Sie sagten, dass sie jedes Jahr einen Weihnachtsbaum hätten, selbst als es während des Kommunismus verboten war, Kiefern zu kaufen, und Milizionäre Familien, die nach Weihnachtsbäumen suchten, schikanierten.

Auch in dieser Situation zeigte sich der gesunde Menschenverstand und die Gerissenheit des Vaters als Bauer: Wenn eine Kiefer nicht ins Haus gebracht werden konnte, sammelte er Tannenzweige, umwickelte sie zu einem Kranz und schmückte ihn mit seiner Familie. Sie ließen sich von der zurückhaltenden Dekoration nicht abschrecken, denn „es war kein üppiger Feiertag, aber es war intim“, und sie hätten sich nicht mehr wünschen können. Obwohl sie kein Radio, kein Telefon und keinen Fernseher hatten, wurde in ihrem Haus erst spät Strom eingeführt, aber dennoch hatten sie an den langen Winterabenden viel Spaß: Ihr Vater spielte Zither und Flöte, und die weiblichen Mitglieder der Die Familie sang und spielte gelegentlich Klavier.

„Damals besuchten sich die Menschen auch gegenseitig: Sie sangen an der Tür, begrüßten sich, aber heute ist alles tot.“

- fügte der Älteste hinzu und betonte, dass zu dieser Zeit auch die Krippe verboten war, aber trotz der Einschränkungen kam eine Gemeinschaft von Erwachsenen zusammen und nahm das Dorf bei den Schultern, um seine Bewohner mit der Csangó-Version zu unterhalten.
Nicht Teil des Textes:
use async_trait::async_trait;
use chrono::{DateTime, Utc};
use sqlx::{postgres::PgRow, Row};
use tracing::{debug, info, instrument};
use uuid::Uuid;

use super::{competition_status, credit_users, db_error, PostgresStore};
use crate::awards::{
    repository::AwardRepository, AwardModel, AwardPredictionModel, AwardPredictionUpsert,
};
use crate::leagues::{
    repository::LeagueRepository, LeagueModel, LeaguePredictionModel, LeaguePredictionUpsert,
    LeagueResult,
};
use crate::scoring::{score_award_prediction, score_league_prediction};
use crate::shared::AppError;
use crate::stats::{FinishSummary, ScoredPrediction};

const LEAGUE_COLUMNS: &str =
    "id, name, deadline, status, champion, top_scorer, top_assist, mvp, created_at, finished_at";

const LEAGUE_PREDICTION_COLUMNS: &str = "id, league_id, user_id, champion, top_scorer, \
    top_assist, mvp, points, correct, created_at, updated_at";

const AWARD_COLUMNS: &str = "id, name, deadline, status, winner, created_at, finished_at";

const AWARD_PREDICTION_COLUMNS: &str =
    "id, award_id, user_id, predicted_winner, points, correct, created_at, updated_at";

fn league_from_row(row: &PgRow) -> Result<LeagueModel, AppError> {
    Ok(LeagueModel {
        id: row.get("id"),
        name: row.get("name"),
        deadline: row.get("deadline"),
        status: competition_status(row)?,
        champion: row.get("champion"),
        top_scorer: row.get("top_scorer"),
        top_assist: row.get("top_assist"),
        mvp: row.get("mvp"),
        created_at: row.get("created_at"),
        finished_at: row.get("finished_at"),
    })
}

fn league_prediction_from_row(row: &PgRow) -> LeaguePredictionModel {
    LeaguePredictionModel {
        id: row.get("id"),
        league_id: row.get("league_id"),
        user_id: row.get("user_id"),
        champion: row.get("champion"),
        top_scorer: row.get("top_scorer"),
        top_assist: row.get("top_assist"),
        mvp: row.get("mvp"),
        points: row.get("points"),
        correct: row.get("correct"),
        created_at: row.get("created_at"),
        updated_at: row.get("updated_at"),
    }
}

fn award_from_row(row: &PgRow) -> Result<AwardModel, AppError> {
    Ok(AwardModel {
        id: row.get("id"),
        name: row.get("name"),
        deadline: row.get("deadline"),
        status: competition_status(row)?,
        winner: row.get("winner"),
        created_at: row.get("created_at"),
        finished_at: row.get("finished_at"),
    })
}

fn award_prediction_from_row(row: &PgRow) -> AwardPredictionModel {
    AwardPredictionModel {
        id: row.get("id"),
        award_id: row.get("award_id"),
        user_id: row.get("user_id"),
        predicted_winner: row.get("predicted_winner"),
        points: row.get("points"),
        correct: row.get("correct"),
        created_at: row.get("created_at"),
        updated_at: row.get("updated_at"),
    }
}

fn closed(kind: &str, id: Uuid) -> AppError {
    AppError::Validation(format!("Predictions for {} {} are closed", kind, id))
}

#[async_trait]
impl LeagueRepository for PostgresStore {
    #[instrument(skip(self, league), fields(league_id = %league.id))]
    async fn create_league(&self, league: &LeagueModel) -> Result<(), AppError> {
        sqlx::query(&format!(
            "INSERT INTO leagues ({}) VALUES ($1, $2, $3, $4, $5, $6, $7, $8, $9, $10)",
            LEAGUE_COLUMNS
        ))
        .bind(league.id)
        .bind(&league.name)
        .bind(league.deadline)
        .bind(league.status.as_ref())
        .bind(&league.champion)
        .bind(&league.top_scorer)
        .bind(&league.top_assist)
        .bind(&league.mvp)
        .bind(league.created_at)
        .bind(league.finished_at)
        .execute(&self.pool)
        .await
        .map_err(db_error("Failed to create league"))?;
        Ok(())
    }

    #[instrument(skip(self))]
    async fn get_league(&self, league_id: Uuid) -> Result<Option<LeagueModel>, AppError> {
        let row = sqlx::query(&format!("SELECT {} FROM leagues WHERE id = $1", LEAGUE_COLUMNS))
            .bind(league_id)
            .fetch_optional(&self.pool)
            .await
            .map_err(db_error("Failed to fetch league"))?;

        row.as_ref().map(league_from_row).transpose()
    }

    #[instrument(skip(self, upsert), fields(league_id = %upsert.league_id, user_id = %upsert.user_id))]
    async fn upsert_league_prediction(
        &self,
        upsert: &LeaguePredictionUpsert,
        now: DateTime<Utc>,
    ) -> Result<LeaguePredictionModel, AppError> {
        let mut tx = self.begin().await?;

        let row = sqlx::query(&format!(
            "SELECT {} FROM leagues WHERE id = $1 FOR SHARE",
            LEAGUE_COLUMNS
        ))
        .bind(upsert.league_id)
        .fetch_optional(&mut *tx)
        .await
        .map_err(db_error("Failed to lock league"))?
        .ok_or_else(|| AppError::NotFound(format!("League {} not found", upsert.league_id)))?;

        if !league_from_row(&row)?.accepts_predictions_at(now) {
            return Err(closed("league", upsert.league_id));
        }

        let fresh = upsert.clone().into_model(now);
        let row = sqlx::query(&format!(
            "INSERT INTO league_predictions ({}) \
             VALUES ($1, $2, $3, $4, $5, $6, $7, NULL, NULL, $8, $8) \
             ON CONFLICT (league_id, user_id) DO UPDATE SET \
                champion = EXCLUDED.champion, \
                top_scorer = EXCLUDED.top_scorer, \
                top_assist = EXCLUDED.top_assist, \
                mvp = EXCLUDED.mvp, \
                updated_at = EXCLUDED.updated_at \
             RETURNING {}",
            LEAGUE_PREDICTION_COLUMNS, LEAGUE_PREDICTION_COLUMNS
        ))
        .bind(fresh.id)
        .bind(fresh.league_id)
        .bind(fresh.user_id)
        .bind(&fresh.champion)
        .bind(&fresh.top_scorer)
        .bind(&fresh.top_assist)
        .bind(&fresh.mvp)
        .bind(now)
        .fetch_one(&mut *tx)
        .await
        .map_err(db_error("Failed to upsert league prediction"))?;

        tx.commit()
            .await
            .map_err(db_error("Failed to commit league prediction"))?;
        Ok(league_prediction_from_row(&row))
    }

    #[instrument(skip(self))]
    async fn list_league_predictions(
        &self,
        league_id: Uuid,
    ) -> Result<Vec<LeaguePredictionModel>, AppError> {
        let rows = sqlx::query(&format!(
            "SELECT {} FROM league_predictions WHERE league_id = $1 ORDER BY created_at, id",
            LEAGUE_PREDICTION_COLUMNS
        ))
        .bind(league_id)
        .fetch_all(&self.pool)
        .await
        .map_err(db_error("Failed to list league predictions"))?;

        Ok(rows.iter().map(league_prediction_from_row).collect())
    }

    #[instrument(skip(self, result))]
    async fn finish_league(
        &self,
        league_id: Uuid,
        result: &LeagueResult,
        finished_at: DateTime<Utc>,
    ) -> Result<FinishSummary, AppError> {
        let mut tx = self.begin().await?;

        let row = sqlx::query(&format!(
            "SELECT {} FROM leagues WHERE id = $1 FOR UPDATE",
            LEAGUE_COLUMNS
        ))
        .bind(league_id)
        .fetch_optional(&mut *tx)
        .await
        .map_err(db_error("Failed to lock league"))?
        .ok_or_else(|| AppError::NotFound(format!("League {} not found", league_id)))?;

        let mut league = league_from_row(&row)?;
        if league.is_finished() {
            return Err(AppError::Conflict(format!(
                "League {} is already finished",
                league_id
            )));
        }
        league.finish(result, finished_at);

        sqlx::query(
            "UPDATE leagues SET status = $2, champion = $3, top_scorer = $4, top_assist = $5, \
             mvp = $6, finished_at = $7 WHERE id = $1",
        )
        .bind(league_id)
        .bind(league.status.as_ref())
        .bind(&league.champion)
        .bind(&league.top_scorer)
        .bind(&league.top_assist)
        .bind(&league.mvp)
        .bind(league.finished_at)
        .execute(&mut *tx)
        .await
        .map_err(db_error("Failed to store league result"))?;

        let rows = sqlx::query(&format!(
            "SELECT {} FROM league_predictions WHERE league_id = $1 ORDER BY user_id FOR UPDATE",
            LEAGUE_PREDICTION_COLUMNS
        ))
        .bind(league_id)
        .fetch_all(&mut *tx)
        .await
        .map_err(db_error("Failed to lock league predictions"))?;

        let mut scored = Vec::with_capacity(rows.len());
        for row in &rows {
            let prediction = league_prediction_from_row(row);
            let outcome = score_league_prediction(&prediction, result);

            sqlx::query("UPDATE league_predictions SET points = $2, correct = $3 WHERE id = $1")
                .bind(prediction.id)
                .bind(outcome.points)
                .bind(outcome.correct)
                .execute(&mut *tx)
                .await
                .map_err(db_error("Failed to store league prediction score"))?;

            scored.push(ScoredPrediction {
                prediction_id: prediction.id,
                user_id: prediction.user_id,
                outcome,
            });
        }

        let users_updated = credit_users(&mut tx, &scored, false).await?;
        tx.commit()
            .await
            .map_err(db_error("Failed to commit league finish"))?;

        info!(predictions_processed = scored.len(), users_updated, "League finished in database");
        Ok(FinishSummary {
            id: league_id,
            predictions_processed: scored.len(),
            users_updated,
        })
    }
}

#[async_trait]
impl AwardRepository for PostgresStore {
    #[instrument(skip(self, award), fields(award_id = %award.id))]
    async fn create_award(&self, award: &AwardModel) -> Result<(), AppError> {
        sqlx::query(&format!(
            "INSERT INTO awards ({}) VALUES ($1, $2, $3, $4, $5, $6, $7)",
            AWARD_COLUMNS
        ))
        .bind(award.id)
        .bind(&award.name)
        .bind(award.deadline)
        .bind(award.status.as_ref())
        .bind(&award.winner)
        .bind(award.created_at)
        .bind(award.finished_at)
        .execute(&self.pool)
        .await
        .map_err(db_error("Failed to create award"))?;
        Ok(())
    }

    #[instrument(skip(self))]
    async fn get_award(&self, award_id: Uuid) -> Result<Option<AwardModel>, AppError> {
        let row = sqlx::query(&format!("SELECT {} FROM awards WHERE id = $1", AWARD_COLUMNS))
            .bind(award_id)
            .fetch_optional(&self.pool)
            .await
            .map_err(db_error("Failed to fetch award"))?;

        row.as_ref().map(award_from_row).transpose()
    }

    #[instrument(skip(self, upsert), fields(award_id = %upsert.award_id, user_id = %upsert.user_id))]
    async fn upsert_award_prediction(
        &self,
        upsert: &AwardPredictionUpsert,
        now: DateTime<Utc>,
    ) -> Result<AwardPredictionModel, AppError> {
        let mut tx = self.begin().await?;

        let row = sqlx::query(&format!(
            "SELECT {} FROM awards WHERE id = $1 FOR SHARE",
            AWARD_COLUMNS
        ))
        .bind(upsert.award_id)
        .fetch_optional(&mut *tx)
        .await
        .map_err(db_error("Failed to lock award"))?
        .ok_or_else(|| AppError::NotFound(format!("Award {} not found", upsert.award_id)))?;

        if !award_from_row(&row)?.accepts_predictions_at(now) {
            return Err(closed("award", upsert.award_id));
        }

        let fresh = upsert.clone().into_model(now);
        let row = sqlx::query(&format!(
            "INSERT INTO award_predictions ({}) VALUES ($1, $2, $3, $4, NULL, NULL, $5, $5) \
             ON CONFLICT (award_id, user_id) DO UPDATE SET \
                predicted_winner = EXCLUDED.predicted_winner, \
                updated_at = EXCLUDED.updated_at \
             RETURNING {}",
            AWARD_PREDICTION_COLUMNS, AWARD_PREDICTION_COLUMNS
        ))
        .bind(fresh.id)
        .bind(fresh.award_id)
        .bind(fresh.user_id)
        .bind(&fresh.predicted_winner)
        .bind(now)
        .fetch_one(&mut *tx)
        .await
        .map_err(db_error("Failed to upsert award prediction"))?;

        tx.commit()
            .await
            .map_err(db_error("Failed to commit award prediction"))?;
        Ok(award_prediction_from_row(&row))
    }

    #[instrument(skip(self))]
    async fn list_award_predictions(
        &self,
        award_id: Uuid,
    ) -> Result<Vec<AwardPredictionModel>, AppError> {
        let rows = sqlx::query(&format!(
            "SELECT {} FROM award_predictions WHERE award_id = $1 ORDER BY created_at, id",
            AWARD_PREDICTION_COLUMNS
        ))
        .bind(award_id)
        .fetch_all(&self.pool)
        .await
        .map_err(db_error("Failed to list award predictions"))?;

        Ok(rows.iter().map(award_prediction_from_row).collect())
    }

    #[instrument(skip(self))]
    async fn finish_award(
        &self,
        award_id: Uuid,
        winner: &str,
        finished_at: DateTime<Utc>,
    ) -> Result<FinishSummary, AppError> {
        let mut tx = self.begin().await?;

        let row = sqlx::query(&format!(
            "SELECT {} FROM awards WHERE id = $1 FOR UPDATE",
            AWARD_COLUMNS
        ))
        .bind(award_id)
        .fetch_optional(&mut *tx)
        .await
        .map_err(db_error("Failed to lock award"))?
        .ok_or_else(|| AppError::NotFound(format!("Award {} not found", award_id)))?;

        let mut award = award_from_row(&row)?;
        if award.is_finished() {
            return Err(AppError::Conflict(format!(
                "Award {} is already finished",
                award_id
            )));
        }
        award.finish(winner, finished_at);

        sqlx::query("UPDATE awards SET status = $2, winner = $3, finished_at = $4 WHERE id = $1")
            .bind(award_id)
            .bind(award.status.as_ref())
            .bind(&award.winner)
            .bind(award.finished_at)
            .execute(&mut *tx)
            .await
            .map_err(db_error("Failed to store award winner"))?;

        let rows = sqlx::query(&format!(
            "SELECT {} FROM award_predictions WHERE award_id = $1 ORDER BY user_id FOR UPDATE",
            AWARD_PREDICTION_COLUMNS
        ))
        .bind(award_id)
        .fetch_all(&mut *tx)
        .await
        .map_err(db_error("Failed to lock award predictions"))?;

        let mut scored = Vec::with_capacity(rows.len());
        for row in &rows {
            let prediction = award_prediction_from_row(row);
            let outcome = score_award_prediction(&prediction.predicted_winner, winner);

            sqlx::query("UPDATE award_predictions SET points = $2, correct = $3 WHERE id = $1")
                .bind(prediction.id)
                .bind(outcome.points)
                .bind(outcome.correct)
                .execute(&mut *tx)
                .await
                .map_err(db_error("Failed to store award prediction score"))?;

            scored.push(ScoredPrediction {
                prediction_id: prediction.id,
                user_id: prediction.user_id,
                outcome,
            });
        }

        let users_updated = credit_users(&mut tx, &scored, false).await?;
        tx.commit()
            .await
            .map_err(db_error("Failed to commit award finish"))?;

        debug!(winner = %winner, "Award winner stored");
        info!(predictions_processed = scored.len(), users_updated, "Award finished in database");
        Ok(FinishSummary {
            id: award_id,
            predictions_processed: scored.len(),
            users_updated,
        })
    }
}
Sie trugen selbstgemachte Masken, verkleideten sich als Engel, drei Könige, Maria und Josef und zogen singend von Haus zu Haus. Der mittlere Bruder gab zu: „In den dunkelsten Jahren des Kommunismus gab es Kinder, aber bei ihnen zu Hause war immer noch Feiertag.“ Eine innige, liebevolle Feier, die durch den Besuch der Messe abgerundet wurde.“

„Die Weihnachten waren schön. Sie sind immer noch sehr wertvoll, aber es ist so schön, sich daran zu erinnern, wie wir mit unseren Eltern und Geschwistern gefeiert haben.“

Da „die drei füreinander da sind“, schätzen sie es, dass sie die schicksalhaften Ereignisse bis heute gemeinsam verbringen können: Am Silvesterabend feiern sie beispielsweise im Trio, sonntags essen sie gemeinsam zu Mittag. Wie wir herausgefunden haben, beträgt der Altersunterschied zwischen dem ältesten und dem jüngsten Mädchen 19 Jahre, die ältere Schwester brachte ihre eigenen Kinder früher zur Welt als ihre Mutter ihre jüngere Schwester.
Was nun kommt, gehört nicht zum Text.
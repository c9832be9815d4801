use chrono::{DateTime, Utc};
use std::cmp::Reverse;
use std::collections::{BTreeMap, HashMap};
use std::sync::{Mutex, MutexGuard};
use tracing::warn;
use uuid::Uuid;

use crate::awards::{AwardModel, AwardPredictionModel};
use crate::championships::MonthlyChampionshipRecord;
use crate::leagues::{LeagueModel, LeaguePredictionModel};
use crate::matches::MatchModel;
use crate::predictions::PredictionModel;
use crate::scoring::ScoreOutcome;
use crate::shared::AppError;
use crate::stats::{current_streak, fold_increments, ScoredPrediction};
use crate::users::UserModel;

mod championships;
mod competitions;
mod matches;
mod users;

/// Every table of the in-memory store, guarded together so that a
/// multi-table operation is applied under one lock
#[derive(Debug, Default)]
struct Tables {
    users: HashMap<Uuid, UserModel>,
    matches: HashMap<Uuid, MatchModel>,
    predictions: HashMap<(Uuid, Uuid), PredictionModel>, // (match_id, user_id)
    championships: BTreeMap<String, MonthlyChampionshipRecord>,
    monthly_resets: BTreeMap<String, DateTime<Utc>>,
    leagues: HashMap<Uuid, LeagueModel>,
    league_predictions: HashMap<(Uuid, Uuid), LeaguePredictionModel>,
    awards: HashMap<Uuid, AwardModel>,
    award_predictions: HashMap<(Uuid, Uuid), AwardPredictionModel>,
}

impl Tables {
    /// Scored match predictions of a user, most recently finished match first
    fn match_history(&self, user_id: Uuid) -> Vec<ScoreOutcome> {
        let mut history: Vec<(DateTime<Utc>, Uuid, ScoreOutcome)> = self
            .predictions
            .values()
            .filter(|prediction| prediction.user_id == user_id)
            .filter_map(|prediction| {
                let fixture = self.matches.get(&prediction.match_id)?;
                let finished_at = fixture.finished_at.filter(|_| fixture.is_finished())?;
                Some((finished_at, fixture.id, prediction.outcome()?))
            })
            .collect();

        history.sort_by_key(|(finished_at, match_id, _)| Reverse((*finished_at, *match_id)));
        history.into_iter().map(|(_, _, outcome)| outcome).collect()
    }

    /// Applies each owner's folded increment to a copy of that user only.
    ///
    /// Any user that cannot be credited fails the whole call before anything
    /// is written, so callers commit nothing of the failed unit.
    fn stage_credits(&self, scored: &[ScoredPrediction]) -> Result<Vec<UserModel>, AppError> {
        fold_increments(scored)
            .into_iter()
            .map(|(user_id, increment)| -> Result<UserModel, AppError> {
                let mut user = self.users.get(&user_id).cloned().ok_or_else(|| {
                    warn!(user_id = %user_id, "Predicting user missing, discarding unit");
                    AppError::PartialFailure(format!("User {} could not be updated", user_id))
                })?;
                user.apply_increment(&increment).map_err(|e| {
                    warn!(user_id = %user_id, error = %e, "User increment rejected, discarding unit");
                    AppError::PartialFailure(format!(
                        "User {} could not be updated: {}",
                        user_id, e
                    ))
                })?;
                Ok(user)
            })
            .collect()
    }

    /// Writes staged users back. Streaks are recomputed from match history,
    /// so the finished match and its scored predictions must already be stored.
    fn commit_credits(&mut self, credited: Vec<UserModel>, refresh_streaks: bool) -> usize {
        let users_updated = credited.len();

        for user in credited {
            let user_id = user.id;
            self.users.insert(user_id, user);

            if refresh_streaks {
                let streak = current_streak(self.match_history(user_id).iter().map(|o| o.correct));
                if let Some(user) = self.users.get_mut(&user_id) {
                    user.record_streak(streak);
                }
            }
        }

        users_updated
    }
}

/// In-memory implementation of every repository for development and testing
///
/// All tables sit behind one mutex, which serialises operations the way row
/// locks do in PostgreSQL. Data is lost when the application restarts.
pub struct InMemoryStore {
    tables: Mutex<Tables>,
}

impl Default for InMemoryStore {
    fn default() -> Self {
        Self::new()
    }
}

impl InMemoryStore {
    pub fn new() -> Self {
        Self {
            tables: Mutex::new(Tables::default()),
        }
    }

    /// Returns the current number of users in the store
    pub fn user_count(&self) -> usize {
        self.tables().map(|tables| tables.users.len()).unwrap_or(0)
    }

    fn tables(&self) -> Result<MutexGuard<'_, Tables>, AppError> {
        self.tables.lock().map_err(|_| {
            warn!("In-memory store lock poisoned");
            AppError::Internal
        })
    }
}

#[cfg(test)]
impl InMemoryStore {
    pub(crate) fn get_match_for_tests(&self, match_id: Uuid) -> MatchModel {
        self.tables.lock().unwrap().matches[&match_id].clone()
    }

    /// Inserts a prediction without checking that its user exists
    pub(crate) fn insert_orphan_prediction_for_tests(
        &self,
        match_id: Uuid,
        user_id: Uuid,
        home_score: i32,
        away_score: i32,
    ) {
        let prediction = crate::predictions::PredictionUpsert {
            match_id,
            user_id,
            home_score,
            away_score,
            predicted_advancing_team: None,
        }
        .into_model(Utc::now());
        self.tables
            .lock()
            .unwrap()
            .predictions
            .insert((match_id, user_id), prediction);
    }
}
Sie glauben, dass die Intimität des Feiertags von der Familie abhängt, sie wird auch vom Grad der Liebe in der Familie beeinflusst, aber auch vom Glauben. „Wer Glauben hat, hat auch Intimität und Freundlichkeit. Aber denen, die an nichts glauben, ist der Feiertag gleichgültig.“ Deshalb sind sie auch froh, dass sie in Gyimesek aufwachsen konnten, das dank seiner Abgeschiedenheit seine Traditionen und seinen Glauben stärker lebt.